Capote, as is made clear in one of his letters, had obtained a "private" confession from Smith by the middle of 1960 — shortly after the men's arrest and trial and a full five years before they went to the gallows. There was never any question of manipulating the legal process. As the men's court-appointed attorney told George Plimpton, one of Capote's biographers, it is doubtful anyone could have saved them from execution following their confession to police and entirely orderly trial. Capote never cut off contact with the killers but rather went to extraordinary lengths, including bribery, to circumvent the rules of Kansas' death row so he could visit and write to them from June 1963 until their deaths.

It is true that Capote lied to Smith and Hickock about how much of his book he had written, tried to conceal the title from them so they wouldn't think he was accusing them of premeditated murder — the biggest legal question in the appeals process — and told his friends at the end that he couldn't wait to see them hang. On the day of their deaths, he ignored their entreaties to be with them, cabling them that he was not permitted to, which was not true. He ended up saying the briefest of goodbyes before watching their appointment with the "Big Swing."
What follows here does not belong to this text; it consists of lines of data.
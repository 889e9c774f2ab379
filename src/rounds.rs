use chrono::Utc;
use serde::Deserialize;
use sqlx::{Pool, Sqlite};
use tracing::{error, info, instrument};

use crate::error::{AppError, write_error};
use crate::models::{DbRound, Outcome, Round};
use crate::proficiency;
use crate::validation::{optional_text, parse_timestamp, require_positive_id};

pub const MIN_SCORE: i64 = 0;
pub const MAX_SCORE: i64 = 10;

const ROUND_COLUMNS: &str = "id, session_id, round_number, dog_id, exercise_id, \
     planned_behavior_id, exhibited_behavior_id, exhibited_free_text, outcome, score, \
     notes, started_at, ended_at, created_at";

/// One training round as submitted by a handler. Values are raw; they are
/// checked by [`record_round`].
#[derive(Debug, Clone, Default, Deserialize)]
#[serde(default)]
pub struct RecordRound {
    pub session_id: i64,
    pub dog_id: i64,
    pub exercise_id: i64,
    pub planned_behavior_id: i64,
    pub exhibited_behavior_id: Option<i64>,
    pub exhibited_free_text: Option<String>,
    pub outcome: String,
    pub score: Option<i64>,
    pub notes: Option<String>,
    pub started_at: Option<String>,
    pub ended_at: Option<String>,
}

/// Appends a round for `(session_id, dog_id)` and assigns it the next round
/// number in that scope. Proficiency is updated afterwards; a failure there is
/// logged and does not undo the round.
#[instrument(skip(pool, cmd), fields(session_id = cmd.session_id, dog_id = cmd.dog_id))]
pub async fn record_round(pool: &Pool<Sqlite>, cmd: RecordRound) -> Result<Round, AppError> {
    info!("Recording round");

    require_positive_id("session_id", cmd.session_id)?;
    require_positive_id("dog_id", cmd.dog_id)?;
    require_positive_id("exercise_id", cmd.exercise_id)?;
    require_positive_id("planned_behavior_id", cmd.planned_behavior_id)?;
    if let Some(exhibited) = cmd.exhibited_behavior_id {
        require_positive_id("exhibited_behavior_id", exhibited)?;
    }
    let outcome: Outcome = cmd.outcome.parse()?;
    if let Some(score) = cmd.score {
        if !(MIN_SCORE..=MAX_SCORE).contains(&score) {
            return Err(AppError::Validation(format!(
                "score must be between {} and {}",
                MIN_SCORE, MAX_SCORE
            )));
        }
    }
    let started_at = parse_timestamp("started_at", cmd.started_at.as_deref())?;
    let ended_at = parse_timestamp("ended_at", cmd.ended_at.as_deref())?;

    // The write lock is taken before MAX() is evaluated, so concurrent
    // recorders for the same scope serialize on this statement.
    let sql = format!(
        "INSERT INTO rounds (session_id, dog_id, round_number, exercise_id, planned_behavior_id,
             exhibited_behavior_id, exhibited_free_text, outcome, score, notes,
             started_at, ended_at, created_at)
         SELECT ?1, ?2, COALESCE(MAX(round_number), 0) + 1, ?3, ?4, ?5, ?6, ?7, ?8, ?9, ?10, ?11, ?12
         FROM rounds WHERE session_id = ?1 AND dog_id = ?2
         RETURNING {}",
        ROUND_COLUMNS
    );

    let row = sqlx::query_as::<_, DbRound>(&sql)
        .bind(cmd.session_id)
        .bind(cmd.dog_id)
        .bind(cmd.exercise_id)
        .bind(cmd.planned_behavior_id)
        .bind(cmd.exhibited_behavior_id)
        .bind(optional_text(cmd.exhibited_free_text))
        .bind(outcome.as_str())
        .bind(cmd.score)
        .bind(optional_text(cmd.notes))
        .bind(started_at)
        .bind(ended_at)
        .bind(Utc::now())
        .fetch_one(pool)
        .await
        .map_err(|e| {
            write_error(
                e,
                "round number already taken, retry the request",
                "session, dog, exercise or behavior does not exist",
            )
        })?;

    let round = Round::try_from(row)?;
    info!(
        round_id = round.id,
        round_number = round.round_number,
        "Round recorded"
    );

    if let Err(err) = proficiency::apply(pool, &round).await {
        error!(round_id = round.id, error = %err, "Failed to update proficiency");
    }

    Ok(round)
}

#[instrument(skip(pool))]
pub async fn list_rounds(pool: &Pool<Sqlite>, session_id: i64) -> Result<Vec<Round>, AppError> {
    info!("Listing rounds for session");
    let sql = format!(
        "SELECT {} FROM rounds WHERE session_id = ? ORDER BY round_number, dog_id",
        ROUND_COLUMNS
    );
    let rows = sqlx::query_as::<_, DbRound>(&sql)
        .bind(session_id)
        .fetch_all(pool)
        .await?;

    rows.into_iter().map(Round::try_from).collect()
}

#[instrument(skip(pool))]
pub async fn list_rounds_by_dog(pool: &Pool<Sqlite>, dog_id: i64) -> Result<Vec<Round>, AppError> {
    info!("Listing rounds for dog");
    let sql = format!(
        "SELECT {} FROM rounds WHERE dog_id = ? ORDER BY session_id, round_number",
        ROUND_COLUMNS
    );
    let rows = sqlx::query_as::<_, DbRound>(&sql)
        .bind(dog_id)
        .fetch_all(pool)
        .await?;

    rows.into_iter().map(Round::try_from).collect()
}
These could certainly be regarded as betrayals. But the biggest of those depicted in the film never happened. And yet the movie wants you to believe that these embellishments and inventions were responsible for Capote's descent into drinking and drugs, his failure to ever complete another book.

Of course, "Capote" is a feature film, not a documentary. But there's a difference between changing little things — having Capote use a typewriter, for example, when he typically wrote in longhand — and changing motives and behavior to cast a person in a substantially more negative light.

The distortions matter too, because "Capote" is a film about the spiritual and moral consequences of playing with the truth and with other people's lives. "Capote" looks at the question through the prism of an artist searching for glory. It is worth asking if the filmmakers haven't done a little artistic overreaching of their own.

— Andrew Gumbel is the Los Angeles correspondent for the London newspaper the Independent."